Это была часть регулярной пехоты.
Капитан Балахонцев, в полушубке, в тяжелой меховой шапке, стоял около окна, и его протянутая рука заметно дрожала.
Мутный свет факелов вновь приблизился, запрыгал по желтому снегу, и при свете его Халевин увидел спутника Балахонцева. Это был казначей полка Иван Семенович Пунин — краснобай, картежник и лихой рубака. Время от времени он зябко передергивал плечами, и тогда рот его кривился в гримасу. Очевидно, кроме всего прочего толстяку было изрядно холодно, и он только сдерживался, чтобы не залязгать зубами. Впрочем, не было видно, чтобы он трусил.
Дураком и трусом был один Балахонцев.
— Отворите дверь, — крикнул Пунин, — надо переговорить.

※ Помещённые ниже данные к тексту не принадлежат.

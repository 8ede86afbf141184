//! Pre-display liveness check.
//!
//! One [`DisplayGate`] per browser mount. Display stays suppressed until a
//! probe has finished; after that it is always permitted, whatever the probe
//! said. Overlapping checks on the same gate issue at most one request.

use std::sync::atomic::{AtomicBool, Ordering};

use crate::http::{HttpClient, HttpRequest};

/// Outcome of [`DisplayGate::check`].
#[derive(Debug, Clone, Copy, PartialEq, Eq)]
pub enum Verdict {
    /// Probe answered 200 or 3xx.
    Live(u32),
    /// Probe answered with another status; display permitted anyway.
    FailOpen(u32),
    /// Probe failed at the transport level; display permitted anyway.
    Unreachable,
    /// A check was already pending, or display was already permitted. No request made.
    Skipped,
}

impl std::fmt::Display for Verdict {
    fn fmt(&self, f: &mut std::fmt::Formatter<'_>) -> std::fmt::Result {
        match self {
            Verdict::Live(code) => write!(f, "live, HTTP {code}"),
            Verdict::FailOpen(code) => write!(f, "fail-open, HTTP {code}"),
            Verdict::Unreachable => write!(f, "fail-open, unreachable"),
            Verdict::Skipped => write!(f, "skipped"),
        }
    }
}

/// Status codes that count as a live target.
pub fn is_live_status(code: u32) -> bool {
    code == 200 || (300..=399).contains(&code)
}

/// Owns the single-flight guard and the display-permitted flag for one mount.
pub struct DisplayGate {
    client: HttpClient,
    checking: AtomicBool,
    permitted: AtomicBool,
}

/// Clears the single-flight flag when the check ends, including on early drop.
struct CheckingGuard<'a>(&'a AtomicBool);

impl Drop for CheckingGuard<'_> {
    fn drop(&mut self) {
        self.0.store(false, Ordering::Release);
    }
}

impl DisplayGate {
    pub fn new(client: HttpClient) -> Self {
        Self {
            client,
            checking: AtomicBool::new(false),
            permitted: AtomicBool::new(false),
        }
    }

    pub fn is_display_permitted(&self) -> bool {
        self.permitted.load(Ordering::Acquire)
    }

    pub fn is_checking(&self) -> bool {
        self.checking.load(Ordering::Acquire)
    }

    /// Checks `target_link` with a status-only GET (redirects not followed) and permits display.
    ///
    /// Only the status line matters, so a slow or large body never delays display.
    pub async fn check(&self, target_link: &str) -> Verdict {
        if self.is_display_permitted() {
            return Verdict::Skipped;
        }
        if self
            .checking
            .compare_exchange(false, true, Ordering::AcqRel, Ordering::Acquire)
            .is_err()
        {
            tracing::debug!(target_link, "liveness check already pending");
            return Verdict::Skipped;
        }
        let _guard = CheckingGuard(&self.checking);

        let verdict = match self.client.send(HttpRequest::get(target_link).status_only()).await {
            Ok(resp) if is_live_status(resp.status) => Verdict::Live(resp.status),
            Ok(resp) => {
                tracing::warn!(target_link, status = resp.status, "liveness probe not live; showing anyway");
                Verdict::FailOpen(resp.status)
            }
            Err(e) => {
                tracing::warn!(target_link, error = %e, "liveness probe failed; showing anyway");
                Verdict::Unreachable
            }
        };

        self.permitted.store(true, Ordering::Release);
        tracing::info!(target_link, %verdict, "display permitted");
        verdict
    }
}
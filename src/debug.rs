//! Debug logging utilities
//!
//! Debug output is enabled by `--log-debug` or `ADDONKIT_DEBUG=1`. When it is
//! off, the `debug!` macro only costs a flag check.

use std::sync::OnceLock;

static DEBUG_ENABLED: OnceLock<bool> = OnceLock::new();

/// Initialize debug mode from the command-line flag and environment.
///
/// Only the first call has any effect.
pub fn init_debug(enabled: bool) {
    let enabled = enabled || crate::env_vars::debug_requested();
    if DEBUG_ENABLED.set(enabled).is_err() {
        debug_log("Debug mode was already initialized");
    }
}

/// Check if debug mode is enabled
pub fn is_debug_enabled() -> bool {
    DEBUG_ENABLED.get().copied().unwrap_or(false)
}

/// Print a debug message if debug mode is enabled
pub fn debug_log(message: &str) {
    if is_debug_enabled() {
        eprintln!("[DEBUG] {message}");
    }
}

/// Macro for convenient debug logging
///
/// Usage: `debug!("message with {}", variable)`
#[macro_export]
macro_rules! debug {
    ($($arg:tt)*) => {
        if $crate::debug::is_debug_enabled() {
            eprintln!("[DEBUG] {}", format_args!($($arg)*));
        }
    };
}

Когда, шаря руками в темноте и натыкаясь на мебель, Халевин вышел в коридор, его поразило безлюдье дома.
Дом стоял огромный, пустой и гулкий. Только в людской на диване, как-то по-особому подвернув под себя ноги, спал смертельно усталый за день, а может быть и пьяный, приказчик.
Не будя его, Халевин пронесся дальше. Второпях он позабыл взять с собой огня, и ему пришлось порядком повозиться у наружных дверей, прежде чем он справился с хитрым затвором.
Фыркая и хрипя, в синем облаке морозного пара ввалился Балахонцев, а за ним казначей.
Балахонцев был бледен той особенной землистой бледностью, которую Халевин не раз наблюдал у солдат, возвращающихся с фронта. Казначей сдерживался, но по сизому лицу, искусанным губам и руке, судорожно спрятанной в карман (другую он протянул Халевину), было ясно, что и ему не по себе.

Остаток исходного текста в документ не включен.